Nadia Albina is Vice Chair of the Act for Change project, dedicated to advancing diversity in productions
Albina decided on acting as her future profession at a young age, studying at LAMDA. There she was warned that her disability, having no right hand or forearm since birth, would limit her choice of roles. Yet she only became more determined to show that advice wrong. Across her career, Albina has embraced both sides of the casting challenge for disabled actors. She’s advocated not just for more roles that relate to the experience of this large cross-section of British life, but also for a greater appreciation by casting directors that an actor’s disability can be completely incidental to the character they’re playing. It’s this advocacy that led to her becoming Vice Chair of the Act for Change project. The project is a lobby group devoting itself to increasing diversity in acting roles, whether in race, gender, sexual orientation, disability or age.
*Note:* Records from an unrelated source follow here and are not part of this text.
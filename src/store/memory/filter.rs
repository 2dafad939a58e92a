use std::cmp::Ordering;

use mongodb::bson::{Bson, Document};

use crate::store::DbError;

/// Resolve a dotted path (`a.b.c`) against a document.
pub fn lookup_path<'a>(doc: &'a Document, path: &str) -> Option<&'a Bson> {
    let mut segments = path.split('.');
    let mut current = doc.get(segments.next()?)?;
    for segment in segments {
        current = match current {
            Bson::Document(inner) => inner.get(segment)?,
            _ => return None,
        };
    }
    Some(current)
}

fn as_number(value: &Bson) -> Option<f64> {
    match value {
        Bson::Int32(v) => Some(f64::from(*v)),
        Bson::Int64(v) => Some(*v as f64),
        Bson::Double(v) => Some(*v),
        _ => None,
    }
}

/// Equality with numeric types compared by value (`1 == 1i64 == 1.0`).
pub fn values_equal(a: &Bson, b: &Bson) -> bool {
    match (as_number(a), as_number(b)) {
        (Some(x), Some(y)) => x == y,
        _ => a == b,
    }
}

/// Ordering between values of the same kind; `None` when they are not comparable.
pub fn compare_values(a: &Bson, b: &Bson) -> Option<Ordering> {
    if let (Some(x), Some(y)) = (as_number(a), as_number(b)) {
        return x.partial_cmp(&y);
    }
    match (a, b) {
        (Bson::String(x), Bson::String(y)) => Some(x.cmp(y)),
        (Bson::Boolean(x), Bson::Boolean(y)) => Some(x.cmp(y)),
        (Bson::DateTime(x), Bson::DateTime(y)) => Some(x.cmp(y)),
        (Bson::ObjectId(x), Bson::ObjectId(y)) => Some(x.bytes().cmp(&y.bytes())),
        _ => None,
    }
}

fn is_operator_document(value: &Bson) -> bool {
    match value {
        Bson::Document(doc) => doc.keys().next().is_some_and(|k| k.starts_with('$')),
        _ => false,
    }
}

/// Evaluate a query filter against a document.
pub fn matches(doc: &Document, filter: &Document) -> Result<bool, DbError> {
    for (key, condition) in filter {
        let matched = match key.as_str() {
            "$and" => clauses(condition, key)?
                .iter()
                .try_fold(true, |acc, clause| Ok::<_, DbError>(acc && matches(doc, clause)?))?,
            "$or" => clauses(condition, key)?
                .iter()
                .try_fold(false, |acc, clause| Ok::<_, DbError>(acc || matches(doc, clause)?))?,
            "$nor" => !clauses(condition, key)?
                .iter()
                .try_fold(false, |acc, clause| Ok::<_, DbError>(acc || matches(doc, clause)?))?,
            op if op.starts_with('$') => {
                return Err(DbError::invalid(format!("unknown top level operator: {}", op)));
            }
            path => {
                let value = lookup_path(doc, path);
                match condition {
                    Bson::Document(ops) if is_operator_document(condition) => {
                        matches_operators(value, ops)?
                    }
                    expected => matches_equal(value, expected),
                }
            }
        };
        if !matched {
            return Ok(false);
        }
    }
    Ok(true)
}

fn clauses<'a>(condition: &'a Bson, operator: &str) -> Result<Vec<&'a Document>, DbError> {
    let items = match condition {
        Bson::Array(items) if !items.is_empty() => items,
        _ => {
            return Err(DbError::invalid(format!(
                "{} must be a nonempty array",
                operator
            )));
        }
    };
    items
        .iter()
        .map(|item| match item {
            Bson::Document(clause) => Ok(clause),
            _ => Err(DbError::invalid(format!(
                "{} argument's entries must be objects",
                operator
            ))),
        })
        .collect()
}

fn matches_equal(value: Option<&Bson>, expected: &Bson) -> bool {
    match (value, expected) {
        (None, Bson::Null) => true,
        (None, _) => false,
        (Some(Bson::Array(items)), expected) if !matches!(expected, Bson::Array(_)) => {
            items.iter().any(|item| values_equal(item, expected))
        }
        (Some(actual), expected) => values_equal(actual, expected),
    }
}

fn matches_ordering(value: Option<&Bson>, bound: &Bson, accept: fn(Ordering) -> bool) -> bool {
    let compare = |candidate: &Bson| compare_values(candidate, bound).is_some_and(accept);
    match value {
        Some(Bson::Array(items)) => items.iter().any(compare),
        Some(candidate) => compare(candidate),
        None => false,
    }
}

fn matches_operators(value: Option<&Bson>, operators: &Document) -> Result<bool, DbError> {
    for (operator, operand) in operators {
        let matched = match operator.as_str() {
            "$eq" => matches_equal(value, operand),
            "$ne" => !matches_equal(value, operand),
            "$gt" => matches_ordering(value, operand, |o| o == Ordering::Greater),
            "$gte" => matches_ordering(value, operand, |o| o != Ordering::Less),
            "$lt" => matches_ordering(value, operand, |o| o == Ordering::Less),
            "$lte" => matches_ordering(value, operand, |o| o != Ordering::Greater),
            "$in" => candidates(operand, operator)?
                .iter()
                .any(|candidate| matches_equal(value, candidate)),
            "$nin" => !candidates(operand, operator)?
                .iter()
                .any(|candidate| matches_equal(value, candidate)),
            "$exists" => {
                let wanted = match operand {
                    Bson::Boolean(flag) => *flag,
                    other => as_number(other).is_some_and(|n| n != 0.0),
                };
                value.is_some() == wanted
            }
            other => return Err(DbError::invalid(format!("unknown operator: {}", other))),
        };
        if !matched {
            return Ok(false);
        }
    }
    Ok(true)
}

fn candidates<'a>(operand: &'a Bson, operator: &str) -> Result<&'a Vec<Bson>, DbError> {
    match operand {
        Bson::Array(items) => Ok(items),
        _ => Err(DbError::invalid(format!("{} needs an array", operator))),
    }
}

/// Equality constraints of a filter, used to seed an upserted document.
pub fn equality_fields(filter: &Document) -> Vec<(&str, &Bson)> {
    filter
        .iter()
        .filter(|(key, _)| !key.starts_with('$'))
        .filter_map(|(key, value)| match value {
            Bson::Document(ops) if is_operator_document(value) => {
                ops.get("$eq").map(|eq| (key.as_str(), eq))
            }
            value => Some((key.as_str(), value)),
        })
        .collect()
}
From Shakespeare to Tennessee Williams, Albina has had a powerful career on stage, including several roles originally written for men
Nadia Albina’s own choice of roles over the years have reflected those same principles. On stage, her extensive CV includes working with the Royal Shakespeare Company as Portia’s maid and co-conspirator Nerissa in The Merchant of Venice, and also as Desdemona’s father, the Duke of Venice, in Othello. There was more Shakespeare at the National Theatre. There she was in the same production of Macbeth that featured ‘lone Cyberman’ Patrick O’Kane as MacDuff. She’s also returned to the same plays for the iconic Globe Theatre, this time as Bianca in Othello and the Porter in Macbeth.
She was also in Mark Gatiss’ Madness of George III at the NT too, as the pragmatic Captain Fitzroy, who delivers perhaps the play’s most iconic line about kindness and kings, and where she shared the stage with Louise Jameson’s Dr. Warren and War of the Sontarans’ Sara Powell as Lady Pembroke. Meanwhile the Secret Theatre cast her in the iconic lead role of Blanche Dubois in A Streetcar Named Desire, where her visible disability (Albina personally eschews prosthetics as uncomfortable and uncomfortable) subtly reframed Blanche’s story even without changing a line of text.
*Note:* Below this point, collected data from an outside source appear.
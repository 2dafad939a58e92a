use mongodb::bson::{Bson, Document};

use crate::store::DbError;

fn flag(field: &str, value: &Bson) -> Result<bool, DbError> {
    match value {
        Bson::Boolean(b) => Ok(*b),
        Bson::Int32(n) => Ok(*n != 0),
        Bson::Int64(n) => Ok(*n != 0),
        Bson::Double(n) => Ok(*n != 0.0),
        other => Err(DbError::invalid(format!(
            "unsupported projection value {} for field '{}'",
            other, field
        ))),
    }
}

/// Apply a top-level inclusion or exclusion projection.
///
/// `_id` is kept unless explicitly excluded, and may be excluded inside an
/// inclusion projection. Mixing inclusion and exclusion of other fields fails.
pub fn apply_projection(doc: &Document, projection: &Document) -> Result<Document, DbError> {
    if projection.is_empty() {
        return Ok(doc.clone());
    }

    let mut keep_id = true;
    let mut included = Vec::new();
    let mut excluded = Vec::new();
    for (field, value) in projection {
        let on = flag(field, value)?;
        if field == "_id" {
            keep_id = on;
        } else if on {
            included.push(field.as_str());
        } else {
            excluded.push(field.as_str());
        }
    }

    if let (Some(inc), Some(exc)) = (included.first(), excluded.first()) {
        return Err(DbError::invalid(format!(
            "cannot do exclusion on field {} in inclusion projection (includes {})",
            exc, inc
        )));
    }

    // {_id: 1} alone is an inclusion projection of just the identifier
    let inclusion = !included.is_empty() || (excluded.is_empty() && keep_id);

    let projected = doc
        .iter()
        .filter(|(field, _)| {
            if field.as_str() == "_id" {
                keep_id
            } else if inclusion {
                included.contains(&field.as_str())
            } else {
                !excluded.contains(&field.as_str())
            }
        })
        .map(|(field, value)| (field.clone(), value.clone()))
        .collect();
    Ok(projected)
}
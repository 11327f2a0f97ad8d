#![allow(dead_code)]
use std::sync::Mutex;

use ccsds_tc::aggregator::{AdapterError, Apid, EntityId, OutputAdapter};
use ccsds_tc::frame::{Scid, Vcid};
use ccsds_tc::pdu::{Pdu, PduHeader, PduType};

/// File data PDU from `src` to `dest` carrying `body`.
pub fn file_data_pdu(src: EntityId, dest: EntityId, seq: u64, body: &[u8]) -> Pdu {
    let hdr = PduHeader::builder()
        .pdu_type(PduType::FileData)
        .crc_flag(true)
        .entity_id_len(2)
        .sequence_number_len(4)
        .source_entity(src)
        .sequence_number(seq)
        .dest_entity(dest)
        .build();
    Pdu::new(hdr, body).expect("failed to build pdu")
}

#[derive(Debug, Default)]
pub struct RecordingAdapter {
    pub sent: Mutex<Vec<(Vec<u8>, Vcid, Scid, Apid)>>,
}

impl RecordingAdapter {
    pub fn payloads(&self) -> Vec<Vec<u8>> {
        self.sent
            .lock()
            .unwrap()
            .iter()
            .map(|(p, ..)| p.clone())
            .collect()
    }
}

impl OutputAdapter for RecordingAdapter {
    fn send(&self, pdu: &[u8], vcid: Vcid, scid: Scid, apid: Apid) -> Result<(), AdapterError> {
        self.sent
            .lock()
            .unwrap()
            .push((pdu.to_vec(), vcid, scid, apid));
        Ok(())
    }
}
Guest starring roles on television have included Doctors, Innocent, and The One
On television, she’s played roles that more directly address such issues. In daytime soap opera Doctors she was part of a three episode arc as a soldier who’s adjusting to losing her arm in an IED attack. And in Alan Davies’ comedy vehicle Whites, she plays the beleaguered chef’s date for a cringe inducing dinner. He stumbles through trying to find the right thing to say, hitting every ableist cliche on the way.
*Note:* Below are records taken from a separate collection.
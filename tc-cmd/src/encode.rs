use std::fs::{self, File};
use std::io::Write;
use std::path::Path;

use anyhow::{Context, Result};
use ccsds_tc::bch::BchConfig;
use ccsds_tc::cltu::{Cltu, CltuSequences};
use ccsds_tc::frame::{decode_frames, FecfAlgorithm, Scid, TcFrameHeader, TcTransferFrame, Vcid};
use tracing::{debug, info};

pub struct FrameOpts {
    pub scid: Scid,
    pub vcid: Vcid,
    pub sequence: u8,
    pub bypass: bool,
    pub control_command: bool,
    pub fecf: bool,
    pub max_frame_length: usize,
}

pub fn frame(srcpath: &Path, dstpath: &Path, opts: &FrameOpts) -> Result<()> {
    let data = fs::read(srcpath).context("reading input")?;
    let frames = TcTransferFrame::builder()
        .scid(opts.scid)
        .vcid(opts.vcid)
        .sequence(opts.sequence)
        .bypass(opts.bypass)
        .control_command(opts.control_command)
        .fecf(if opts.fecf {
            FecfAlgorithm::Crc16
        } else {
            FecfAlgorithm::None
        })
        .max_frame_length(opts.max_frame_length)
        .data(&data)
        .build()
        .context("building frames")?;

    let mut dst = File::create(dstpath).context("creating dest")?;
    for frame in &frames {
        debug!("{}", frame.header);
        dst.write_all(&frame.to_bytes())?;
    }
    info!(num_frames = frames.len(), "wrote frames to {dstpath:?}");
    Ok(())
}

pub fn cltu(srcpath: &Path, dstpath: &Path, has_fecf: bool, fill_byte: &str) -> Result<()> {
    let config = BchConfig::builder()
        .fill_byte(BchConfig::parse_fill_byte(fill_byte)?)
        .build();
    let dat = fs::read(srcpath).context("reading input")?;
    let frames = decode_frames(&dat, has_fecf).context("decoding frames")?;
    let num_frames = frames.len();
    let cltu = Cltu::from_frames(frames, config).context("encoding cltu")?;

    fs::write(dstpath, cltu.to_bytes()).context("writing cltu")?;
    info!(
        num_frames,
        num_codeblocks = cltu.codeblocks().len(),
        "wrote cltu to {dstpath:?}"
    );
    Ok(())
}

/// Frames at the start of `dat`, stopping at the first header describing a frame
/// longer than the bytes remaining, i.e., code block fill.
fn leading_frames(dat: &[u8]) -> &[u8] {
    let mut offset = 0;
    while let Some(header) = TcFrameHeader::decode(&dat[offset..]) {
        if offset + header.frame_len() > dat.len() {
            break;
        }
        offset += header.frame_len();
    }
    &dat[..offset]
}

pub fn uncltu(srcpath: &Path, dstpath: &Path, start: &str, tail: &str) -> Result<()> {
    let sequences = CltuSequences {
        start: CltuSequences::parse_hex(start)?,
        tail: CltuSequences::parse_hex(tail)?,
        ..CltuSequences::global()
    };
    let dat = fs::read(srcpath).context("reading input")?;
    let cltu = Cltu::parse(&dat, &sequences, &BchConfig::default()).context("parsing cltu")?;
    let frame_bytes = cltu.frame_bytes();
    let frames = leading_frames(&frame_bytes);

    fs::write(dstpath, frames).context("writing frames")?;
    info!(
        num_codeblocks = cltu.codeblocks().len(),
        len = frames.len(),
        "wrote frame bytes to {dstpath:?}"
    );
    Ok(())
}
mod aggregate;
mod encode;
mod info;
mod reverse;

use std::io::stderr;
use std::path::{Path, PathBuf};

use anyhow::{bail, Result};
use ccsds_tc::frame::{Scid, Vcid};
use clap::{Parser, Subcommand};
use tracing::debug;
use tracing_subscriber::EnvFilter;

#[derive(Parser)]
#[command(version, about)]
struct Cli {
    #[command(subcommand)]
    command: Commands,
}

#[derive(Subcommand)]
enum Commands {
    /// Wrap the contents of a file in TC transfer frames.
    ///
    /// Data larger than will fit in a single frame is split across multiple frames
    /// with successive sequence numbers.
    Frame {
        /// Spacecraft identifier
        #[arg(short, long)]
        scid: Scid,

        /// Virtual channel identifier. Mutually exclusive with --es/--vc.
        #[arg(short, long, conflicts_with_all = ["es", "vc"])]
        vcid: Option<Vcid>,

        /// Execution string, used with --vc to compose the virtual channel id.
        #[arg(long, requires = "vc")]
        es: Option<u8>,

        /// Virtual channel number, used with --es to compose the virtual channel id.
        #[arg(long, requires = "es")]
        vc: Option<u8>,

        /// Frame sequence number of the first frame.
        #[arg(long, default_value_t = 0)]
        sequence: u8,

        /// Set the bypass flag.
        #[arg(long, action)]
        bypass: bool,

        /// Set the control command flag.
        #[arg(long, action)]
        control_command: bool,

        /// Do not append a FECF.
        #[arg(long, action)]
        no_fecf: bool,

        /// Maximum frame length; data is split into as many frames as needed.
        #[arg(long, default_value_t = 1024)]
        max_frame_length: usize,

        /// Delete output file if it already exists
        #[arg(long, action)]
        clobber: bool,

        /// Output file path.
        #[arg(short, long, default_value = "frames.dat", value_name = "path")]
        output: PathBuf,

        /// File containing the frame data.
        input: PathBuf,
    },
    /// Encode a file of TC transfer frames into a single CLTU.
    Cltu {
        /// Input frames do not have a FECF.
        #[arg(long, action)]
        no_fecf: bool,

        /// Code block fill byte as 2 hex digits.
        #[arg(long, default_value = "55")]
        fill_byte: String,

        /// Delete output file if it already exists
        #[arg(long, action)]
        clobber: bool,

        /// Output file path.
        #[arg(short, long, default_value = "cltu.dat", value_name = "path")]
        output: PathBuf,

        /// Input frames file.
        input: PathBuf,
    },
    /// Decode a CLTU back into the TC transfer frames it contains.
    Uncltu {
        /// Start sequence as hex
        #[arg(long, default_value = "EB90")]
        start: String,

        /// Tail sequence as hex
        #[arg(long, default_value = "C5C5C5C5C5C5C579")]
        tail: String,

        /// Delete output file if it already exists
        #[arg(long, action)]
        clobber: bool,

        /// Output file path.
        #[arg(short, long, default_value = "frames.dat", value_name = "path")]
        output: PathBuf,

        /// Input CLTU file.
        input: PathBuf,
    },
    /// Extract the CFDP PDUs contained in a file of TC transfer frames.
    ///
    /// A header block is written to stdout for each frame along with an error banner
    /// for any frame whose PDUs could not be extracted.
    Reverse {
        /// Input frames do not have a FECF.
        #[arg(long, action)]
        no_fecf: bool,

        /// Do not write frame header blocks.
        #[arg(short, long, action)]
        quiet: bool,

        /// Stop extracting PDUs from a frame at this byte, given as 2 hex digits.
        #[arg(long)]
        stop_byte: Option<String>,

        /// Delete output file if it already exists
        #[arg(long, action)]
        clobber: bool,

        /// Output file path for the extracted PDUs.
        #[arg(short, long, default_value = "pdus.dat", value_name = "path")]
        output: PathBuf,

        /// Input frames file.
        input: PathBuf,
    },
    /// Show information about a file of TC transfer frames.
    Info {
        /// Input frames do not have a FECF.
        #[arg(long, action)]
        no_fecf: bool,

        /// Output format
        #[arg(short, long, default_value = "text")]
        format: info::Format,

        /// Input frames file.
        input: PathBuf,
    },
    /// Aggregate a file of CFDP PDUs into per-destination-entity output files.
    ///
    /// PDUs are batched per destination entity according to the aggregator
    /// configuration and each aggregate payload is appended to
    /// <outdir>/entity-<id>.dat.
    Aggregate {
        /// Aggregator configuration JSON file. Defaults are used if not provided.
        #[arg(short, long)]
        config: Option<PathBuf>,

        /// Virtual channel the PDUs are received on.
        #[arg(short, long, default_value_t = 0)]
        vcid: Vcid,

        /// Output directory.
        #[arg(short, long, default_value = ".", value_name = "path")]
        outdir: PathBuf,

        /// Input PDU file.
        input: PathBuf,
    },
}

fn check_clobber(path: &Path, clobber: bool) -> Result<()> {
    if !clobber && path.exists() {
        bail!("{path:?} exists; use --clobber");
    }
    Ok(())
}

fn main() -> Result<()> {
    let cli = Cli::parse();
    tracing_subscriber::fmt()
        .with_target(false)
        .with_writer(stderr)
        .with_ansi(false)
        .without_time()
        .with_env_filter(
            EnvFilter::try_from_env("TCTOOL_LOG").unwrap_or_else(|_| EnvFilter::new("info")),
        )
        .init();

    debug!("{} {}", env!("CARGO_PKG_NAME"), env!("CARGO_PKG_VERSION"));

    match &cli.command {
        Commands::Frame {
            scid,
            vcid,
            es,
            vc,
            sequence,
            bypass,
            control_command,
            no_fecf,
            max_frame_length,
            clobber,
            output,
            input,
        } => {
            check_clobber(output, *clobber)?;
            let vcid = match (vcid, es, vc) {
                (Some(vcid), _, _) => *vcid,
                (None, Some(es), Some(vc)) => ccsds_tc::frame::compose_vcid(*es, *vc),
                _ => bail!("one of --vcid or --es/--vc is required"),
            };
            let opts = encode::FrameOpts {
                scid: *scid,
                vcid,
                sequence: *sequence,
                bypass: *bypass,
                control_command: *control_command,
                fecf: !no_fecf,
                max_frame_length: *max_frame_length,
            };
            encode::frame(input, output, &opts)
        }
        Commands::Cltu {
            no_fecf,
            fill_byte,
            clobber,
            output,
            input,
        } => {
            check_clobber(output, *clobber)?;
            encode::cltu(input, output, !no_fecf, fill_byte)
        }
        Commands::Uncltu {
            start,
            tail,
            clobber,
            output,
            input,
        } => {
            check_clobber(output, *clobber)?;
            encode::uncltu(input, output, start, tail)
        }
        Commands::Reverse {
            no_fecf,
            quiet,
            stop_byte,
            clobber,
            output,
            input,
        } => {
            check_clobber(output, *clobber)?;
            reverse::reverse(input, output, !no_fecf, *quiet, stop_byte.as_deref())
        }
        Commands::Info {
            no_fecf,
            format,
            input,
        } => info::info(input, !no_fecf, format),
        Commands::Aggregate {
            config,
            vcid,
            outdir,
            input,
        } => aggregate::aggregate(input, config.as_deref(), *vcid, outdir),
    }
}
Nadia Albina may be one of the few Doctor Who actors who can honestly say it’s not the strangest job they’ve done (after all, she once played an apparition of the Virgin Mary come to bless a garden’s water feature). But this weekend still sees her take on an adventure like no other. And it’s not long now until we can enjoy the journey with her.

Doctor Who returns tonight with Flux: Chapter One – The Halloween Apocalypse on BBC One at 6.25pm and on BBC America at 2.25pm ET
On Halloween, all across the universe, terrifying forces are stirring. The life of Dan Lewis is about to change forever. Why is the Doctor chasing Karvanista? What is the Flux?